Let $L$ be the galois extension of $x^5+2$ over $\mathbb{Q}$.
Let $a$ be symbol such that $a^5 = -2$ and $\xi$ be $5^{th}$ primitive root of unity.

Now, $\{a, \xi a, \xi^2 a, \xi^3 a, \xi^4 a \}$ are roots of $x^5+2$ and $L = \mathbb{Q}(a,\xi)$.
Since $x^5+2$ is irreducible, $[\mathbb{Q}(a),\mathbb{Q}]=5$ and $[\mathbb{Q}(\xi):\mathbb{Q}]=\varphi(5) = 4$.
It follows by $(4,5)=1$ that $[L:\mathbb{Q}]=20=2^25$.
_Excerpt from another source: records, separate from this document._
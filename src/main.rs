use anyhow::Result;
use tokio::net::TcpListener;
use tokio::signal;

use fanout_campaign_service::config::Settings;
use fanout_campaign_service::server::{create_app, AppState};
use fanout_campaign_service::telemetry::init_tracing;

#[tokio::main]
async fn main() -> Result<()> {
    // Initialize tracing
    init_tracing();

    // Load configuration
    let settings = Settings::new()?;
    tracing::info!("Configuration loaded");

    // Create application state
    let state = AppState::new(settings.clone()).await?;
    tracing::info!("Application state initialized");

    // Create Axum app
    let app = create_app(state);

    // Start server
    let addr = settings.server_addr();
    let listener = TcpListener::bind(&addr).await?;
    tracing::info!("Server listening on {}", addr);

    // Run server with graceful shutdown
    axum::serve(listener, app)
        .with_graceful_shutdown(shutdown_signal())
        .await?;

    tracing::info!("Server shutdown complete");
    Ok(())
}

async fn shutdown_signal() {
    let ctrl_c = async {
        signal::ctrl_c()
            .await
            .expect("Failed to install Ctrl+C handler");
    };

    #[cfg(unix)]
    let terminate = async {
        signal::unix::signal(signal::unix::SignalKind::terminate())
            .expect("Failed to install signal handler")
            .recv()
            .await;
    };

    #[cfg(not(unix))]
    let terminate = std::future::pending::<()>();

    tokio::select! {
        _ = ctrl_c => {
            tracing::info!("Received Ctrl+C, initiating graceful shutdown");
        }
        _ = terminate => {
            tracing::info!("Received terminate signal, initiating graceful shutdown");
        }
    }
}
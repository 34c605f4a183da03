//! Push campaign fan-out.
//!
//! Builds notification messages from a validated campaign spec, streams
//! matching registration tokens through the collection iterator, sends
//! each batch through the push provider, and self-heals the token
//! registry by deleting registrations the provider reports as
//! permanently dead.

mod engine;
mod types;

pub use engine::{CampaignEngine, EngineStats, EngineStatsSnapshot, FAN_OUT_BATCH_SIZE};
pub use types::{Caller, CampaignAggregate, FilterSpec, NotificationDraft, NotificationSpec};
impl CampaignEngine {
    pub fn new(
        store: Arc<dyn DocumentStore>,
        provider: Arc<dyn PushProvider>,
        config: CampaignConfig,
    ) -> Self {
        Self {
            iterator: CollectionIterator::new(store.clone()),
            store,
            provider,
            config,
            stats: EngineStats::default(),
        }
    }

    /// Get engine statistics
    pub fn stats(&self) -> EngineStatsSnapshot {
        self.stats.snapshot()
    }

    /// Run one campaign to completion.
    ///
    /// Fails with `Auth` (caller not authenticated), `Forbidden`
    /// (authenticated but not admin) or `Validation` (bad notification
    /// fields) before anything is queried or sent. A source query
    /// failure aborts the campaign; already-sent batches are not
    /// undone. A failed bulk-send call only zeroes that batch's sends.
    pub async fn send_campaign(
        &self,
        draft: NotificationDraft,
        filters: FilterSpec,
        caller: &Caller,
    ) -> Result<CampaignAggregate> {
        match self.run_campaign(draft, filters, caller).await {
            Ok(aggregate) => Ok(aggregate),
            Err(e) => {
                CAMPAIGNS_FAILED_TOTAL.inc();
                Err(e)
            }
        }
    }

    #[tracing::instrument(
        name = "campaign.send",
        skip(self, draft, filters, caller),
        fields(
            campaign_id = %uuid::Uuid::new_v4(),
            caller = caller.user_id().unwrap_or("anonymous"),
        )
    )]
    async fn run_campaign(
        &self,
        draft: NotificationDraft,
        filters: FilterSpec,
        caller: &Caller,
    ) -> Result<CampaignAggregate> {
        if !caller.is_authenticated() {
            return Err(AppError::Auth("authentication required".into()));
        }
        if !caller.is_admin(&self.config.admin_role) {
            return Err(AppError::Forbidden(format!(
                "role '{}' required to launch campaigns",
                self.config.admin_role
            )));
        }
        if filters.limit == Some(0) {
            return Err(AppError::Validation("filters.limit must be at least 1".into()));
        }

        let spec = NotificationSpec::validate(draft, &self.config)?;

        CAMPAIGNS_TOTAL.inc();
        self.stats.campaigns_total.fetch_add(1, Ordering::Relaxed);

        let aggregate = match &filters.token {
            Some(token) => self.send_single(token, &spec).await,
            None => self.fan_out(&filters, &spec).await?,
        };

        self.stats
            .batches_total
            .fetch_add(aggregate.batches, Ordering::Relaxed);
        self.stats
            .sent_total
            .fetch_add(aggregate.sent, Ordering::Relaxed);
        self.stats
            .deleted_total
            .fetch_add(aggregate.deleted, Ordering::Relaxed);

        tracing::info!(
            subscribers = aggregate.subscribers,
            batches = aggregate.batches,
            sent = aggregate.sent,
            deleted = aggregate.deleted,
            "Campaign completed"
        );

        Ok(aggregate)
    }

    /// Single-token fast path: one bulk-send call with a one-element
    /// batch, no iterator query.
    async fn send_single(&self, token: &str, spec: &NotificationSpec) -> CampaignAggregate {
        let mut aggregate = CampaignAggregate {
            subscribers: 1,
            batches: 1,
            ..Default::default()
        };
        BATCHES_TOTAL.inc();

        match self.dispatch_batch(vec![token.to_string()], spec).await {
            Ok(outcome) => {
                aggregate.sent = outcome.sent;
                aggregate.deleted = outcome.deleted;
            }
            Err(e) => {
                tracing::warn!(error = %e, "Bulk send failed for single-token campaign");
            }
        }

        aggregate
    }

    /// Stream matching registrations through the iterator and fan each
    /// batch out to the provider.
    async fn fan_out(
        &self,
        filters: &FilterSpec,
        spec: &NotificationSpec,
    ) -> Result<CampaignAggregate> {
        let mut request = IterationRequest::new(&self.config.token_collection)
            .batch_size(FAN_OUT_BATCH_SIZE);

        if let Some(tags) = filters.tags.as_ref().filter(|t| !t.is_empty()) {
            request = request.filter(Filter::array_contains_any("tags", tags.clone()));
        }
        if let Some(owner) = &filters.owner {
            request = request.filter(Filter::eq("owner", json!(owner)));
        }
        if let Some(limit) = filters.limit {
            request = request.max_batches(limit.div_ceil(FAN_OUT_BATCH_SIZE as u64));
        }

        let mut handler = FanOutHandler {
            engine: self,
            spec,
            limit: filters.limit,
            aggregate: CampaignAggregate::default(),
        };
        self.iterator.iterate(request, &mut handler).await?;

        Ok(handler.aggregate)
    }

    /// One bulk-send round trip: build a message per token, submit the
    /// batch, interpret per-message outcomes, and clean up dead tokens.
    async fn dispatch_batch(
        &self,
        tokens: Vec<String>,
        spec: &NotificationSpec,
    ) -> Result<BatchOutcome> {
        let messages: Vec<PushMessage> = tokens.iter().map(|t| spec.message_for(t)).collect();

        let outcomes = self.provider.send_batch(&messages).await?;
        if outcomes.len() != messages.len() {
            return Err(AppError::Provider(ProviderError::Rejected(format!(
                "provider returned {} results for {} messages",
                outcomes.len(),
                messages.len()
            ))));
        }

        let failures: Vec<(&String, &SendOutcome)> = tokens
            .iter()
            .zip(outcomes.iter())
            .filter(|(_, outcome)| !outcome.success)
            .collect();

        let sent = (tokens.len() - failures.len()) as u64;
        MESSAGES_SENT_TOTAL.inc_by(sent);
        MESSAGES_FAILED_TOTAL.inc_by(failures.len() as u64);

        let deleted = if failures.is_empty() {
            0
        } else {
            self.cleanup_bad_tokens(&failures).await
        };

        tracing::debug!(
            tokens = tokens.len(),
            sent = sent,
            failed = failures.len(),
            deleted = deleted,
            "Dispatched batch"
        );

        Ok(BatchOutcome { sent, deleted })
    }

    /// Delete every registration whose failure code marks it as
    /// permanently dead. Deletions are issued concurrently and all
    /// awaited so the returned count is deterministic; a failed delete
    /// is logged and not counted.
    async fn cleanup_bad_tokens(&self, failures: &[(&String, &SendOutcome)]) -> u64 {
        let mut deletions = FuturesUnordered::new();

        for (token, outcome) in failures {
            let Some(code) = outcome.error_code.as_deref() else {
                continue;
            };
            if !is_bad_token_reason(code) {
                continue;
            }

            let store = self.store.clone();
            let collection = self.config.token_collection.clone();
            let token = (*token).clone();
            let code = code.to_string();
            deletions.push(async move {
                match store.delete(&collection, &token).await {
                    Ok(()) => {
                        tracing::debug!(
                            token = %token,
                            reason = %code,
                            "Deleted dead registration token"
                        );
                        true
                    }
                    Err(e) => {
                        tracing::warn!(
                            token = %token,
                            error = %e,
                            "Failed to delete dead registration token"
                        );
                        false
                    }
                }
            });
        }

        let mut deleted = 0;
        while let Some(confirmed) = deletions.next().await {
            if confirmed {
                deleted += 1;
            }
        }

        TOKENS_DELETED_TOTAL.inc_by(deleted);
        deleted
    }
}
//! Tracing initialization.
//!
//! Console output with an `EnvFilter` (RUST_LOG) and optional JSON
//! formatting for production log shippers.
//!
//! # Environment Variables
//!
//! | Variable | Description | Default |
//! |----------|-------------|---------|
//! | `RUST_LOG` | Log filter directives | `info` |
//! | `LOG_FORMAT` | `json` for structured output | plain |

use tracing_subscriber::{layer::SubscriberExt, util::SubscriberInitExt, EnvFilter};

/// Initialize the tracing subscriber.
///
/// Call once at startup, before any spans are created.
pub fn init_tracing() {
    let env_filter = EnvFilter::try_from_default_env()
        .unwrap_or_else(|_| EnvFilter::new("info"));

    let json_output = std::env::var("LOG_FORMAT")
        .map(|f| f == "json")
        .unwrap_or(false);

    if json_output {
        tracing_subscriber::registry()
            .with(env_filter)
            .with(tracing_subscriber::fmt::layer().json())
            .init();
    } else {
        tracing_subscriber::registry()
            .with(env_filter)
            .with(tracing_subscriber::fmt::layer())
            .init();
    }

    tracing::info!("Tracing initialized");
}
//! Two-tier data cache for table chunks
//!
//! Cached table data lives as chunks in two memory tiers:
//!   - CPU tier: fast system memory, first landing place for fetched data
//!   - GPU tier: accelerator memory, populated on demand by query execution
//!
//! Chunks are addressed by a stable composite key and evicted table-wide
//! through the key's (db_id, table_id) prefix.

pub mod cache_manager;
pub mod chunk;

pub use cache_manager::{CacheManager, CachedChunk, TierStatistics};
pub use chunk::{ChunkKey, MemoryTier, TablePrefix};
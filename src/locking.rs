/// Exclusive table schema locks
///
/// A schema lock serializes schema-affecting operations on one table:
/// refreshes, DDL, anything that rewrites cached state or catalog
/// bookkeeping. The lock is granted as an owned guard, so release happens
/// on scope exit on every path out of the holding operation.
use dashmap::DashMap;
use parking_lot::lock_api::ArcMutexGuard;
use parking_lot::{Mutex, RawMutex};
use std::sync::Arc;

/// Exclusive, scope-bound lock on one table's schema
///
/// Held for the duration of one schema-affecting operation. Dropping the
/// guard releases the lock; there is no manual release.
pub struct TableSchemaLock {
    _guard: ArcMutexGuard<RawMutex, ()>,
}

/// Registry of per-table schema locks
///
/// Locks are keyed by (db_id, table name) and created lazily on first
/// acquisition. Entries are never removed; a dormant lock is one Arc plus
/// one unlocked mutex.
pub struct LockManager {
    locks: DashMap<(u32, String), Arc<Mutex<()>>>,
}

impl LockManager {
    pub fn new() -> Self {
        Self {
            locks: DashMap::new(),
        }
    }

    /// Acquire the exclusive schema lock for a table, blocking until granted
    pub fn lock_table_schema(&self, db_id: u32, table_name: &str) -> TableSchemaLock {
        let cell = self
            .locks
            .entry((db_id, table_name.to_string()))
            .or_insert_with(|| Arc::new(Mutex::new(())))
            .clone();
        // Block outside the map entry so waiters never pin a map shard
        TableSchemaLock {
            _guard: cell.lock_arc(),
        }
    }
}

impl Default for LockManager {
    fn default() -> Self {
        Self::new()
    }
}

#[cfg(test)]
mod tests {
    use super::*;
    use std::sync::atomic::{AtomicU32, Ordering};
    use std::thread;

    #[test]
    fn test_lock_released_on_drop() {
        let manager = LockManager::new();
        {
            let _lock = manager.lock_table_schema(1, "t");
        }
        // Re-acquisition after drop must not block
        let _lock = manager.lock_table_schema(1, "t");
    }

    #[test]
    fn test_different_tables_do_not_contend() {
        let manager = LockManager::new();
        let _a = manager.lock_table_schema(1, "a");
        let _b = manager.lock_table_schema(1, "b");
        let _other_db = manager.lock_table_schema(2, "a");
    }

    #[test]
    fn test_exclusive_across_threads() {
        let manager = Arc::new(LockManager::new());
        let counter = Arc::new(AtomicU32::new(0));
        let max_seen = Arc::new(AtomicU32::new(0));

        let mut handles = Vec::new();
        for _ in 0..4 {
            let manager = manager.clone();
            let counter = counter.clone();
            let max_seen = max_seen.clone();
            handles.push(thread::spawn(move || {
                for _ in 0..100 {
                    let _lock = manager.lock_table_schema(1, "t");
                    let inside = counter.fetch_add(1, Ordering::SeqCst) + 1;
                    max_seen.fetch_max(inside, Ordering::SeqCst);
                    counter.fetch_sub(1, Ordering::SeqCst);
                }
            }));
        }
        for handle in handles {
            handle.join().unwrap();
        }

        // The lock is exclusive: never more than one holder at a time
        assert_eq!(max_seen.load(Ordering::SeqCst), 1);
    }
}
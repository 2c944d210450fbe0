/// Refresh subsystem configuration
///
/// Configuration management for the cache-refresh subsystem:
/// - Scheduler sweep interval
/// - Per-tier cache capacities
/// - Default refresh cadence for foreign tables
use anyhow::{Context, Result};
use serde::{Deserialize, Serialize};
use std::path::Path;

/// Top-level refresh configuration
#[derive(Clone, Debug, Serialize, Deserialize)]
pub struct RefreshConfig {
    /// Scheduler configuration
    pub scheduler: SchedulerConfig,

    /// Cache tier configuration
    pub cache: CacheConfig,
}

/// Background scheduler configuration
#[derive(Clone, Debug, Serialize, Deserialize)]
pub struct SchedulerConfig {
    /// Seconds the sweep thread waits between full passes
    pub sweep_interval_secs: u64,

    /// Default refresh cadence applied to foreign tables that do not
    /// specify their own (seconds)
    pub default_refresh_interval_secs: u64,
}

/// Cache tier configuration
#[derive(Clone, Debug, Serialize, Deserialize)]
pub struct CacheConfig {
    /// CPU (fast-memory) tier capacity in MB
    pub cpu_capacity_mb: usize,

    /// GPU (accelerator-memory) tier capacity in MB
    pub gpu_capacity_mb: usize,
}

impl Default for RefreshConfig {
    fn default() -> Self {
        Self {
            scheduler: SchedulerConfig::default(),
            cache: CacheConfig::default(),
        }
    }
}

impl Default for SchedulerConfig {
    fn default() -> Self {
        Self {
            sweep_interval_secs: 60,
            default_refresh_interval_secs: 86_400, // Daily
        }
    }
}

impl Default for CacheConfig {
    fn default() -> Self {
        Self {
            cpu_capacity_mb: 4096,
            gpu_capacity_mb: 1024,
        }
    }
}

impl RefreshConfig {
    /// Load configuration from a JSON file
    pub fn from_file(path: impl AsRef<Path>) -> Result<Self> {
        let path = path.as_ref();
        let contents = std::fs::read_to_string(path)
            .with_context(|| format!("Failed to read config file: {}", path.display()))?;
        let config: RefreshConfig = serde_json::from_str(&contents)
            .with_context(|| format!("Failed to parse config file: {}", path.display()))?;
        Ok(config)
    }

    /// Serialize configuration to pretty JSON
    pub fn to_json(&self) -> Result<String> {
        serde_json::to_string_pretty(self).context("Failed to serialize config")
    }
}
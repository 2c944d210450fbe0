//! # Foreign Table Cache
//!
//! The cache-refresh subsystem of an analytical SQL engine: keeps locally
//! cached copies of externally-sourced table data consistent with their
//! source, on demand and on a periodic background schedule.
//!
//! ## Quick Start
//!
//! ```rust,no_run
//! use std::sync::Arc;
//! use std::time::Duration;
//! use foreign_table_cache::{
//!     CacheManager, LockManager, RefreshContext, SourceFetcher, StorageKind, SystemCatalog,
//! };
//! use foreign_table_cache::fetch::ChunkSource;
//!
//! // Catalog with one foreign table refreshed every five minutes
//! let system_catalog = Arc::new(SystemCatalog::new());
//! let catalog = system_catalog.add_catalog("analytics");
//! catalog.add_table("trips", StorageKind::Foreign, Some(Duration::from_secs(300)));
//!
//! // Two-tier cache and a source-backed fetcher
//! let cache = Arc::new(CacheManager::new(4096, 1024));
//! let source: Arc<ChunkSource> = Arc::new(|_prefix| Ok(Vec::new()));
//! let fetcher = Arc::new(SourceFetcher::new(cache.clone(), source));
//!
//! // Manual refresh
//! let ctx = RefreshContext::new(
//!     system_catalog,
//!     Arc::new(LockManager::new()),
//!     cache,
//!     fetcher,
//! );
//! ctx.refresh(&catalog, "trips", false).unwrap();
//! ```
//!
//! ## Features
//!
//! - **Locked Refresh**: each refresh runs under an exclusive schema lock
//! - **Two-Tier Eviction**: CPU and GPU cached chunks evicted by table prefix
//! - **Truthful Bookkeeping**: refresh timestamps track actual cache state,
//!   even when the fetch fails after its commitment point
//! - **Background Scheduler**: one sweep thread, cancellable mid-wait

// Internal modules
pub mod catalog;
pub mod config;
pub mod error;
pub mod fetch;
pub mod locking;
pub mod refresh;
pub mod scheduler;
pub mod storage;

// Public API - Main types users need
pub use catalog::{Catalog, FragmentLayout, StorageKind, SystemCatalog, TableDescriptor};
pub use config::RefreshConfig;
pub use fetch::{FetchOutcome, ForeignFetcher, SourceFetcher};
pub use locking::{LockManager, TableSchemaLock};
pub use refresh::RefreshContext;
pub use scheduler::RefreshScheduler;
pub use storage::{CacheManager, ChunkKey, MemoryTier, TablePrefix};

// Re-export commonly used error types
pub use error::{RefreshError, RefreshResult};
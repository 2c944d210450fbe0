/// Background refresh scheduler
///
/// A single dedicated thread sweeps every database catalog, refreshing each
/// foreign table that is due, then waits out the configured interval on a
/// condition variable so `stop` can wake it mid-wait. State is Stopped or
/// Running; `start` and `stop` are idempotent, and `stop` joins the thread
/// before returning, so no refresh is left in flight once it returns.
use crate::refresh::RefreshContext;
use parking_lot::{Condvar, Mutex};
use std::sync::atomic::{AtomicBool, AtomicU64, Ordering};
use std::sync::Arc;
use std::thread::{self, JoinHandle};
use std::time::Duration;

const DEFAULT_SWEEP_INTERVAL_SECS: u64 = 60;

/// State shared between the scheduler handle and its sweep thread
struct SchedulerShared {
    /// Running flag; cleared by `stop` to cancel the sweep loop
    is_running: AtomicBool,

    /// Set whenever a sweep attempts a table refresh
    has_refreshed_table: AtomicBool,

    /// Seconds to wait between sweeps; read at each wait
    sweep_interval_secs: AtomicU64,

    /// Pairing for the cancellable timed wait between sweeps
    wait_mutex: Mutex<()>,
    wait_condvar: Condvar,
}

/// Driver for scheduled foreign-table refreshes
///
/// An owned instance; hosts construct one and share it. Independent
/// instances never interact, so tests can run their own.
pub struct RefreshScheduler {
    ctx: RefreshContext,
    shared: Arc<SchedulerShared>,
    thread: Mutex<Option<JoinHandle<()>>>,
}

impl RefreshScheduler {
    pub fn new(ctx: RefreshContext) -> Self {
        Self {
            ctx,
            shared: Arc::new(SchedulerShared {
                is_running: AtomicBool::new(false),
                has_refreshed_table: AtomicBool::new(false),
                sweep_interval_secs: AtomicU64::new(DEFAULT_SWEEP_INTERVAL_SECS),
                wait_mutex: Mutex::new(()),
                wait_condvar: Condvar::new(),
            }),
            thread: Mutex::new(None),
        }
    }

    /// Start the sweep thread
    ///
    /// No-op if the process is shutting down or the scheduler is already
    /// running. Returns immediately; the sweep runs on its own thread.
    pub fn start(&self, process_alive: Arc<AtomicBool>) {
        if !process_alive.load(Ordering::SeqCst) {
            return;
        }
        if self
            .shared
            .is_running
            .compare_exchange(false, true, Ordering::SeqCst, Ordering::SeqCst)
            .is_err()
        {
            return;
        }

        let ctx = self.ctx.clone();
        let shared = self.shared.clone();
        let handle = thread::spawn(move || sweep_loop(ctx, shared, process_alive));
        *self.thread.lock() = Some(handle);
        tracing::info!("Foreign table refresh scheduler started");
    }

    /// Stop the sweep thread and wait for it to exit
    ///
    /// Wakes the thread immediately if it is waiting out the sweep
    /// interval. No-op if not running. Once this returns, no refresh
    /// activity is in flight.
    pub fn stop(&self) {
        {
            // Flip the flag under the wait mutex so the thread cannot miss
            // the wake-up between its last cancellation check and the wait
            let _wait_guard = self.shared.wait_mutex.lock();
            if !self.shared.is_running.swap(false, Ordering::SeqCst) {
                return;
            }
        }
        self.shared.wait_condvar.notify_one();

        let handle = self.thread.lock().take();
        if let Some(handle) = handle {
            if handle.join().is_err() {
                tracing::error!("Refresh scheduler thread panicked during shutdown");
            }
        }
        tracing::info!("Foreign table refresh scheduler stopped");
    }

    /// Set the interval between sweeps; takes effect at the next wait
    pub fn set_sweep_interval(&self, seconds: u64) {
        self.shared
            .sweep_interval_secs
            .store(seconds, Ordering::Relaxed);
    }

    pub fn is_running(&self) -> bool {
        self.shared.is_running.load(Ordering::SeqCst)
    }

    /// Whether any table refresh has been attempted since the last reset
    pub fn did_refresh_any_table(&self) -> bool {
        self.shared.has_refreshed_table.load(Ordering::Relaxed)
    }

    pub fn reset_did_refresh_any_table(&self) {
        self.shared.has_refreshed_table.store(false, Ordering::Relaxed);
    }
}

impl Drop for RefreshScheduler {
    fn drop(&mut self) {
        self.stop();
    }
}

fn cancelled(shared: &SchedulerShared, process_alive: &AtomicBool) -> bool {
    !process_alive.load(Ordering::SeqCst) || !shared.is_running.load(Ordering::SeqCst)
}

fn sweep_loop(ctx: RefreshContext, shared: Arc<SchedulerShared>, process_alive: Arc<AtomicBool>) {
    loop {
        if cancelled(&shared, &process_alive) {
            return;
        }
        for catalog in ctx.system_catalog.catalogs_for_all_dbs() {
            if cancelled(&shared, &process_alive) {
                return;
            }
            for td in catalog.foreign_tables_due_for_refresh() {
                if cancelled(&shared, &process_alive) {
                    return;
                }
                // A failed table is logged and skipped; the sweep goes on
                if let Err(e) = ctx.refresh(&catalog, &td.name, false) {
                    tracing::error!(
                        "Scheduled refresh for table \"{}\" resulted in an error. {}",
                        td.name,
                        e
                    );
                }
                shared.has_refreshed_table.store(true, Ordering::Relaxed);
            }
        }

        // A condition variable is used here (instead of a sleep call) so a
        // concurrent stop() wakes the thread in the middle of the interval
        let mut wait_guard = shared.wait_mutex.lock();
        if cancelled(&shared, &process_alive) {
            return;
        }
        let interval = Duration::from_secs(shared.sweep_interval_secs.load(Ordering::Relaxed));
        shared.wait_condvar.wait_for(&mut wait_guard, interval);
    }
}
Let $\sigma: a \mapsto \xi a$ and $\tau: \xi \mapsto \xi^2$. $N=<\sigma>$ and $K=<\tau>$.
By Sylow's Theorem, $N$ is normal. $N\cap K = e$ hence galois group is given by semidirect product $N \rtimes K$.

Question How can I determine all normal subgroups?

$N$(group of order $5$) is normal.

Since $\tau\sigma\tau^{-1} = \sigma^2$, group is not abelian. Therefore, $K$[$\cong C_4$] (group of order $2^2$) cannot be unique.

How can I argue about subgroups of order $2$?

If subgroup of order $10$ exists, it has index $2$ hence necessarily normal. Is it trivial that it exists?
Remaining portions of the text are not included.